A ciclista austríaca é uma verdadeira desconhecida. Tem 30 anos, só começou na modalidade em 2014, com 23 anos, e tornou-se profissional em 2017. Porém, a paixão pelo desporto esteve sempre lá: «Desde criança que adoro desporto. Quando era adolescente corria por gosto até que um amigo sugeriu que começasse a competir. A partir de 2011 fiz um pouco de tudo: atletismo, triatlos, duatlos até que uma lesão em 2014 me forçou a deixar a corrida durante muito tempo. Foi aí que descobri a minha paixão pelo ciclismo», contou em 2016.

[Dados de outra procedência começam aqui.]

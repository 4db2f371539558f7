//! Occurrence records near a clicked point.

use html_escape::{encode_double_quoted_attribute, encode_text};
use serde::{Deserialize, Serialize};
use species_map_params_models::ExploreMap;

use crate::{AtlasClient, AtlasConfig, AtlasError};

/// Element id of the popup's "Next" button.
pub const NEXT_BUTTON_ID: &str = "next-occurrence-button";
/// Element id of the popup's "Previous" button.
pub const PREVIOUS_BUTTON_ID: &str = "previous-occurrence-button";

const BUTTON_CLASS: &str =
    "w-24 bg-blue-500 hover:bg-blue-700 text-white font-bold py-2 px-4 rounded";

/// Longest unbroken value shown in a popup before it is cut short.
const MAX_UNBROKEN_CHARS: usize = 40;

/// Records within this many kilometres of a click are returned. Shrinks as
/// the map zooms in.
#[must_use]
pub fn search_radius_km(zoom: f64) -> f64 {
    250.0 * (-0.61 * zoom).exp()
}

impl AtlasConfig {
    /// Summary of the occurrences near a point, over every taxon or just
    /// the explore target's.
    #[must_use]
    pub fn occurrences_summary_url(
        &self,
        lat: f64,
        lon: f64,
        zoom: f64,
        explore: Option<&ExploreMap>,
    ) -> String {
        let taxon = explore.map_or_else(
            || "&fq=species_group:*&fq=taxon_name:*".to_string(),
            |explore| {
                let group = if explore.is_all_species() {
                    "*".to_string()
                } else {
                    urlencoding::encode(&explore.group_name).into_owned()
                };
                let mut taxon = format!("&fq=species_group:{group}");
                if explore.filters_species() {
                    taxon.push_str(&format!(
                        "&fq=taxon_name:%22{}%22",
                        urlencoding::encode(&explore.species_name)
                    ));
                }
                taxon
            },
        );
        format!(
            "{}/occurrences/info?q=*%3A*{taxon}&lat={lat}&lon={lon}&radius={}&format=json",
            self.records_url,
            search_radius_km(zoom)
        )
    }

    #[must_use]
    pub fn occurrence_detail_url(&self, uuid: &str) -> String {
        format!("{}/occurrences/{uuid}", self.records_url)
    }

    /// The public page for one record.
    #[must_use]
    pub fn occurrence_record_url(&self, uuid: &str) -> String {
        format!("{}/occurrences/{uuid}", self.records_site_url)
    }
}

/// How many records lie near a point, and their ids.
#[derive(Debug, Clone, PartialEq, Eq, Serialize, Deserialize)]
pub struct OccurrenceSummary {
    pub count: u64,
    #[serde(default)]
    pub occurrences: Option<Vec<String>>,
}

/// One occurrence record.
#[derive(Debug, Clone, Default, PartialEq, Eq, Serialize, Deserialize)]
pub struct OccurrenceDetail {
    #[serde(default)]
    pub processed: Option<Processed>,
}

#[derive(Debug, Clone, Default, PartialEq, Eq, Serialize, Deserialize)]
pub struct Processed {
    pub attribution: Attribution,
    #[serde(default)]
    pub classification: Option<Classification>,
    #[serde(default)]
    pub event: Option<Event>,
    #[serde(default)]
    pub location: Option<RecordLocation>,
    #[serde(default)]
    pub occurrence: Option<RecordDetail>,
}

#[derive(Debug, Clone, Default, PartialEq, Eq, Serialize, Deserialize)]
#[serde(rename_all = "camelCase")]
pub struct Attribution {
    #[serde(default)]
    pub data_provider_name: Option<String>,
    #[serde(default)]
    pub data_resource_name: Option<String>,
}

#[derive(Debug, Clone, Default, PartialEq, Eq, Serialize, Deserialize)]
#[serde(rename_all = "camelCase")]
pub struct Classification {
    #[serde(default)]
    pub scientific_name: Option<String>,
    #[serde(default)]
    pub vernacular_name: Option<String>,
}

#[derive(Debug, Clone, Default, PartialEq, Eq, Serialize, Deserialize)]
#[serde(rename_all = "camelCase")]
pub struct Event {
    #[serde(default)]
    pub event_date: Option<String>,
}

#[derive(Debug, Clone, Default, PartialEq, Eq, Serialize, Deserialize)]
#[serde(rename_all = "camelCase")]
pub struct RecordLocation {
    #[serde(default)]
    pub decimal_latitude: Option<String>,
    #[serde(default)]
    pub decimal_longitude: Option<String>,
    #[serde(default)]
    pub grid_reference: Option<String>,
    #[serde(default)]
    pub locality: Option<String>,
}

#[derive(Debug, Clone, Default, PartialEq, Eq, Serialize, Deserialize)]
#[serde(rename_all = "camelCase")]
pub struct RecordDetail {
    #[serde(default)]
    pub basis_of_record: Option<String>,
    #[serde(default)]
    pub recorded_by: Option<String>,
    #[serde(default)]
    pub occurrence_status: Option<String>,
}

/// Pages through the records near a clicked point.
///
/// Nothing is selected until the summary is loaded and a record is asked
/// for. [`next`](Self::next) and [`previous`](Self::previous) wrap around.
#[derive(Debug, Clone)]
pub struct OccurrencePopup {
    summary_url: String,
    summary: Option<OccurrenceSummary>,
    index: Option<usize>,
}

impl OccurrencePopup {
    #[must_use]
    pub fn new(
        config: &AtlasConfig,
        lat: f64,
        lon: f64,
        zoom: f64,
        explore: Option<&ExploreMap>,
    ) -> Self {
        Self {
            summary_url: config.occurrences_summary_url(lat, lon, zoom, explore),
            summary: None,
            index: None,
        }
    }

    #[must_use]
    pub fn summary_url(&self) -> &str {
        &self.summary_url
    }

    /// Fetches the summary. Returns `true` if any records were found.
    ///
    /// # Errors
    ///
    /// Returns [`AtlasError`] if the summary cannot be fetched or validated.
    pub async fn init(&mut self, client: &AtlasClient) -> Result<bool, AtlasError> {
        let summary = client.fetch(&self.summary_url).await?;
        Ok(self.load(summary))
    }

    /// Installs a summary fetched elsewhere. Returns `true` if it holds any
    /// records.
    pub fn load(&mut self, summary: OccurrenceSummary) -> bool {
        let found = summary.count > 0;
        self.summary = Some(summary);
        self.index = None;
        found
    }

    /// Zero-based position of the current record, once one is selected.
    #[must_use]
    pub const fn index(&self) -> Option<usize> {
        self.index
    }

    /// Total records reported by the summary.
    #[must_use]
    pub fn count(&self) -> u64 {
        self.summary.as_ref().map_or(0, |summary| summary.count)
    }

    /// Number of records that can be paged through: the ids actually
    /// returned, never more than the reported count.
    fn pages(&self) -> usize {
        self.summary.as_ref().map_or(0, |summary| {
            let ids = summary.occurrences.as_ref().map_or(0, Vec::len);
            usize::try_from(summary.count).map_or(ids, |count| ids.min(count))
        })
    }

    /// Id of the current record.
    #[must_use]
    pub fn current_id(&self) -> Option<&str> {
        let index = self.index?;
        self.summary
            .as_ref()?
            .occurrences
            .as_ref()?
            .get(index)
            .map(String::as_str)
    }

    #[allow(clippy::should_implement_trait)]
    pub fn next(&mut self) {
        if self.summary.is_none() {
            return;
        }
        let pages = self.pages();
        self.index = Some(match self.index {
            Some(index) if pages > 0 => (index + 1) % pages,
            _ => 0,
        });
    }

    pub fn previous(&mut self) {
        if self.summary.is_none() {
            return;
        }
        let pages = self.pages();
        self.index = Some(match self.index {
            Some(0) if pages > 0 => pages - 1,
            Some(index) if pages > 0 => index - 1,
            _ => 0,
        });
    }

    /// Fetches the current record, selecting the first if none is.
    ///
    /// # Errors
    ///
    /// Returns [`AtlasError`] if the record cannot be fetched or validated.
    pub async fn fetch_detail(
        &mut self,
        client: &AtlasClient,
    ) -> Result<Option<OccurrenceDetail>, AtlasError> {
        if self.count() == 0 {
            return Ok(None);
        }
        self.index.get_or_insert(0);
        let Some(id) = self.current_id() else {
            return Ok(None);
        };
        let url = client.config().occurrence_detail_url(id);
        client.fetch(&url).await.map(Some)
    }

    /// Fetches the current record and renders it.
    ///
    /// # Errors
    ///
    /// Returns [`AtlasError`] if the record cannot be fetched or validated.
    pub async fn popup_content(&mut self, client: &AtlasClient) -> Result<Option<String>, AtlasError> {
        let detail = self.fetch_detail(client).await?;
        Ok(detail.map(|detail| self.render(client.config(), &detail)))
    }

    /// HTML body of the popup for `detail`, the current record.
    #[must_use]
    pub fn render(&self, config: &AtlasConfig, detail: &OccurrenceDetail) -> String {
        let count = self.count();
        let position = self.index.unwrap_or(0) + 1;

        let mut html = String::from(r#"<div style="font-weight: normal;">"#);
        if count > 1 {
            html.push_str(&format!("<b>Viewing {position} of {count} occurrences</b><br><br>"));
        }

        if let Some(processed) = &detail.processed {
            let classification = processed.classification.as_ref();
            if let Some(name) = classification.and_then(|c| c.vernacular_name.as_deref()) {
                html.push_str(&format!("{}<br>", encode_text(name)));
            }
            if let Some(name) = classification.and_then(|c| c.scientific_name.as_deref()) {
                html.push_str(&format!("<i>{}</i><br>", encode_text(name)));
            }
            html.push_str("<br>");

            let fields = [
                (
                    "Data resource",
                    processed.attribution.data_resource_name.as_deref(),
                ),
                (
                    "Collector",
                    processed
                        .occurrence
                        .as_ref()
                        .and_then(|o| o.recorded_by.as_deref()),
                ),
                (
                    "Event date",
                    processed.event.as_ref().and_then(|e| e.event_date.as_deref()),
                ),
            ];
            for (label, value) in fields {
                if let Some(value) = value.filter(|v| !v.is_empty()) {
                    html.push_str(&format!(
                        "<b>{label}:</b> {}<br>",
                        encode_text(&truncate(value))
                    ));
                }
            }

            if let Some(id) = self.current_id() {
                html.push_str(&format!(
                    r#"<a href="{}" target="_blank">View full record</a>"#,
                    encode_double_quoted_attribute(&config.occurrence_record_url(id))
                ));
            }
        }
        html.push_str("<br></div>");

        if count > 1 {
            html.push_str(&format!(
                "<button class='{BUTTON_CLASS}' id={PREVIOUS_BUTTON_ID}>Previous</button>\
                 <button class='{BUTTON_CLASS}' id={NEXT_BUTTON_ID}>Next</button>"
            ));
        }
        html
    }
}

/// Cuts a long value with no spaces to fit the popup.
fn truncate(text: &str) -> String {
    if text.chars().count() > MAX_UNBROKEN_CHARS && !text.contains(' ') {
        let mut cut: String = text.chars().take(MAX_UNBROKEN_CHARS - 1).collect();
        cut.push_str("...");
        cut
    } else {
        text.to_string()
    }
}
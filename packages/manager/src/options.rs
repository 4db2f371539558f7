//! Map construction options derived from parameters.

use species_map_params::{MapDimensions, Params};
use species_map_params_models::LatLng;

/// Initial view centre before any bounds are fitted.
pub const DEFAULT_CENTER: LatLng = LatLng::new(54.59, -1.45);
pub const DEFAULT_ZOOM: f64 = 6.0;
/// Stacking order of the pane WMS layers are drawn in, above base tiles.
pub const DATA_PANE_Z_INDEX: u32 = 600;

/// How the map should be created.
#[derive(Debug, Clone, PartialEq)]
#[allow(clippy::struct_excessive_bools)]
pub struct MapOptions {
    pub center: LatLng,
    pub zoom: f64,
    /// Zoom is continuous rather than snapped to integer levels.
    pub zoom_snap: f64,
    /// Credits go in the map's own attribution control.
    pub attribution_control: bool,
    pub box_zoom: bool,
    pub double_click_zoom: bool,
    pub dragging: bool,
    pub keyboard: bool,
    pub scroll_wheel_zoom: bool,
    pub touch_zoom: bool,
    pub zoom_control: bool,
    /// A layer switcher is shown.
    pub layer_control: bool,
    /// Clicking fetches nearby occurrences.
    pub clickable: bool,
    /// The cursor shows a pointer over the map.
    pub pointer_cursor: bool,
    pub dimensions: MapDimensions,
}

impl MapOptions {
    #[must_use]
    pub fn from_params(params: &Params) -> Self {
        let interactive = params.show_interactive();
        let clickable = params.show_clickable();
        Self {
            center: DEFAULT_CENTER,
            zoom: DEFAULT_ZOOM,
            zoom_snap: 0.0,
            attribution_control: params.show_internal_attrib(),
            box_zoom: interactive,
            double_click_zoom: interactive,
            dragging: interactive,
            keyboard: interactive,
            scroll_wheel_zoom: params.show_scroll_zoom(),
            touch_zoom: interactive,
            zoom_control: interactive,
            layer_control: interactive,
            clickable,
            pointer_cursor: clickable && !params.show_region(),
            dimensions: params.map_dimensions(),
        }
    }
}
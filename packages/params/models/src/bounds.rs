//! Latitude/longitude points and boxes.

use serde::{Deserialize, Serialize};

/// A WGS84 point.
#[derive(Debug, Clone, Copy, PartialEq, Serialize, Deserialize)]
pub struct LatLng {
    /// Latitude in degrees.
    pub lat: f64,
    /// Longitude in degrees.
    pub lng: f64,
}

impl LatLng {
    #[must_use]
    pub const fn new(lat: f64, lng: f64) -> Self {
        Self { lat, lng }
    }

    /// Returns `true` if both coordinates are finite numbers.
    #[must_use]
    pub const fn is_finite(&self) -> bool {
        self.lat.is_finite() && self.lng.is_finite()
    }
}

/// An axis-aligned latitude/longitude box.
#[derive(Debug, Clone, Copy, PartialEq, Serialize, Deserialize)]
#[serde(rename_all = "camelCase")]
pub struct LatLngBounds {
    /// Minimum latitude and longitude.
    pub south_west: LatLng,
    /// Maximum latitude and longitude.
    pub north_east: LatLng,
}

impl LatLngBounds {
    /// Builds the smallest box containing both corners, in either order.
    #[must_use]
    pub fn from_corners(a: LatLng, b: LatLng) -> Self {
        Self {
            south_west: LatLng::new(a.lat.min(b.lat), a.lng.min(b.lng)),
            north_east: LatLng::new(a.lat.max(b.lat), a.lng.max(b.lng)),
        }
    }

    #[must_use]
    pub const fn south(&self) -> f64 {
        self.south_west.lat
    }

    #[must_use]
    pub const fn west(&self) -> f64 {
        self.south_west.lng
    }

    #[must_use]
    pub const fn north(&self) -> f64 {
        self.north_east.lat
    }

    #[must_use]
    pub const fn east(&self) -> f64 {
        self.north_east.lng
    }

    /// Midpoint of the box.
    #[must_use]
    pub fn center(&self) -> LatLng {
        LatLng::new(
            f64::midpoint(self.south(), self.north()),
            f64::midpoint(self.west(), self.east()),
        )
    }

    /// Grows the box on every side by `ratio` of its height and width.
    #[must_use]
    pub fn pad(&self, ratio: f64) -> Self {
        let height_buffer = (self.north() - self.south()).abs() * ratio;
        let width_buffer = (self.east() - self.west()).abs() * ratio;
        Self {
            south_west: LatLng::new(self.south() - height_buffer, self.west() - width_buffer),
            north_east: LatLng::new(self.north() + height_buffer, self.east() + width_buffer),
        }
    }

    /// Returns `true` if the point lies inside or on the edge of the box.
    #[must_use]
    pub fn contains(&self, point: LatLng) -> bool {
        (self.south()..=self.north()).contains(&point.lat)
            && (self.west()..=self.east()).contains(&point.lng)
    }
}

#[cfg(test)]
mod tests {
    use super::*;

    #[test]
    fn from_corners_normalises_order() {
        let bounds = LatLngBounds::from_corners(LatLng::new(55.0, -1.0), LatLng::new(54.0, -3.0));
        assert_eq!(bounds.south_west, LatLng::new(54.0, -3.0));
        assert_eq!(bounds.north_east, LatLng::new(55.0, -1.0));
    }

    #[test]
    fn pad_grows_each_side() {
        let bounds = LatLngBounds::from_corners(LatLng::new(50.0, -4.0), LatLng::new(52.0, 0.0));
        let padded = bounds.pad(0.1);
        assert!((padded.south() - 49.8).abs() < 1e-9);
        assert!((padded.north() - 52.2).abs() < 1e-9);
        assert!((padded.west() - -4.4).abs() < 1e-9);
        assert!((padded.east() - 0.4).abs() < 1e-9);
        assert_eq!(padded.center(), bounds.center());
    }

    #[test]
    fn contains_edges() {
        let bounds = LatLngBounds::from_corners(LatLng::new(50.0, -4.0), LatLng::new(52.0, 0.0));
        assert!(bounds.contains(LatLng::new(50.0, 0.0)));
        assert!(!bounds.contains(LatLng::new(49.9, -1.0)));
    }
}
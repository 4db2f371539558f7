#![cfg_attr(feature = "fail-on-warnings", deny(warnings))]
#![warn(clippy::all, clippy::pedantic, clippy::nursery, clippy::cargo)]
#![allow(clippy::multiple_crate_versions, clippy::cargo_common_metadata)]

//! Boundary record types.
//!
//! Defines the TOML schema of the embedded boundary table: one record per
//! vice-county or named region, each a lat/lon box.

use serde::{Deserialize, Serialize};
use species_map_params_models::{LatLng, LatLngBounds};
use strum_macros::{AsRefStr, Display, EnumString};

/// What kind of area a boundary record describes.
#[derive(
    Debug, Clone, Copy, PartialEq, Eq, Hash, Serialize, Deserialize, Display, EnumString, AsRefStr,
)]
#[serde(rename_all = "kebab-case")]
#[strum(serialize_all = "kebab-case")]
pub enum BoundaryKind {
    /// A Watsonian vice-county, keyed by its number.
    ViceCounty,
    /// A named region such as `england` or `uk`.
    Region,
}

/// A named lat/lon box, deserialized from TOML.
#[derive(Debug, Clone, PartialEq, Serialize, Deserialize)]
pub struct BoundaryRecord {
    /// Lookup key: the vice-county number (e.g. `"39"`) or region key
    /// (e.g. `"sco-mainland"`).
    pub id: String,
    /// Human-readable name (e.g. `"Staffordshire"`).
    pub name: String,
    pub kind: BoundaryKind,
    /// Latitude of the south-west corner.
    pub llat: f64,
    /// Longitude of the south-west corner.
    pub llon: f64,
    /// Latitude of the north-east corner.
    pub ulat: f64,
    /// Longitude of the north-east corner.
    pub ulon: f64,
}

impl BoundaryRecord {
    #[must_use]
    pub fn bounds(&self) -> LatLngBounds {
        LatLngBounds::from_corners(
            LatLng::new(self.llat, self.llon),
            LatLng::new(self.ulat, self.ulon),
        )
    }

    /// Midpoint of the box.
    #[must_use]
    pub fn centroid(&self) -> LatLng {
        LatLng::new(
            f64::midpoint(self.llat, self.ulat),
            f64::midpoint(self.llon, self.ulon),
        )
    }
}

/// The whole boundary table as stored on disk.
#[derive(Debug, Clone, Default, PartialEq, Serialize, Deserialize)]
pub struct BoundaryTable {
    #[serde(rename = "boundary", default)]
    pub boundaries: Vec<BoundaryRecord>,
}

Cinco anos depois, a paixão deu frutos – uma medalha de ouro sem caroço. As atletas não a conheciam até agora mas provavelmente nunca mais a vão esquecer. Tal como Kiesenhofer nunca esquecerá a sensação de vencer um título olímpico sem que alguém percebesse.

25 de Julho, 2021

Ahmed Hafnaoui. A surpresa que veio da Tunísia

Rui Pedro Silva

Ahmed Hafnaoui

Pergunta rápida: se tivessem de apostar, qual seria a modalidade em que diriam que a Tunísia tem mais medalhas de ouro em Jogos Olímpicos? O atletismo talvez seja uma resposta segura, mas não é a correta. A partir de 25 de julho de 2021, a resposta certa é a natação. Por culpa de Ahmed Hafnaoui e da sua vitória na prova dos 400 metros livres.

Vamos começar pelo contexto. A Tunísia tem 15 medalhas olímpicas mas apenas cinco são de ouro. Mohammed Gammoudi venceu os 5000 metros masculinos na Cidade do México-1968, Habiba Ghribi venceu os 3000 metros obstáculos femininos em 2012 e depois... depois é tudo natação.

Começou em 2012 com os dois títulos de Oussama Mellouli (1500 metros livres e 10 km águas abertas) e prolongou-se com a vitória surpreendente de um adolescente com 18 anos nas águas de Tóquio.

Quem é, afinal, Ahmed Hafnaoui? Correndo o risco de ser um exagero – é mesmo –, é possível que nem o próprio consiga responder a isso. Ninguém previa que pudesse acontecer o que aconteceu no primeiro dia de finais da natação, sobretudo tendo em conta a forma como tinha sofrido na eliminatória de qualificação.

À entrada para os últimos 50 metros, Hafnaoui estava na sexta posição e a ver o apuramento por um canudo, mas conseguiu levar a cabo um esforço final, subiu para o quarto lugar e garantiu o oitavo melhor tempo por apenas 14 centésimos. Dito de outra forma: entrou na final com o pior registo da qualificação.

Na manhã seguinte, na corrida decisiva, parecia que íamos ter mais do mesmo. Saiu da pista oito, teve a segunda pior reação à partida de todos os finalistas e voltou a fazer uma prova de trás para a frente. Era quarto aos 50 metros, terceiro aos 100 metros, e foi virando sempre em segundo até aos 50 metros finais. Aí, fez novamente um último esforço final, ultrapassou o australiano Jack McLoughlin e terminou com 16 centésimos de vantagem para vencer a primeira grande prova da carreira.

Essa é capaz de ser a maior surpresa deste triunfo. Este não é apenas o primeiro título olímpico de Hafnaoui. Até agora, o tunisino não tinha feito melhor do que um quarto lugar nos Mundiais Juniores nos 800 metros livres. Só mesmo em África tinha conseguido pódios, nos campeonatos continentais: em 2018, na Argélia, somou uma prata e três bronzes.

Mas ouro, vitória mesmo, só agora em Tóquio. O discípulo de Oussama Mellouli surgiu praticamente do nada e venceu a segunda medalha de África e da Tunísia nesta edição. E a primeira medalha de ouro. No final, Hafnaoui explicou a razão para o sucesso: disse que se sentiu muito melhor na piscina de manhã do que no dia anterior à noite.

É caso para dizer que para ele, de manhã, só se está bem é na aguinha.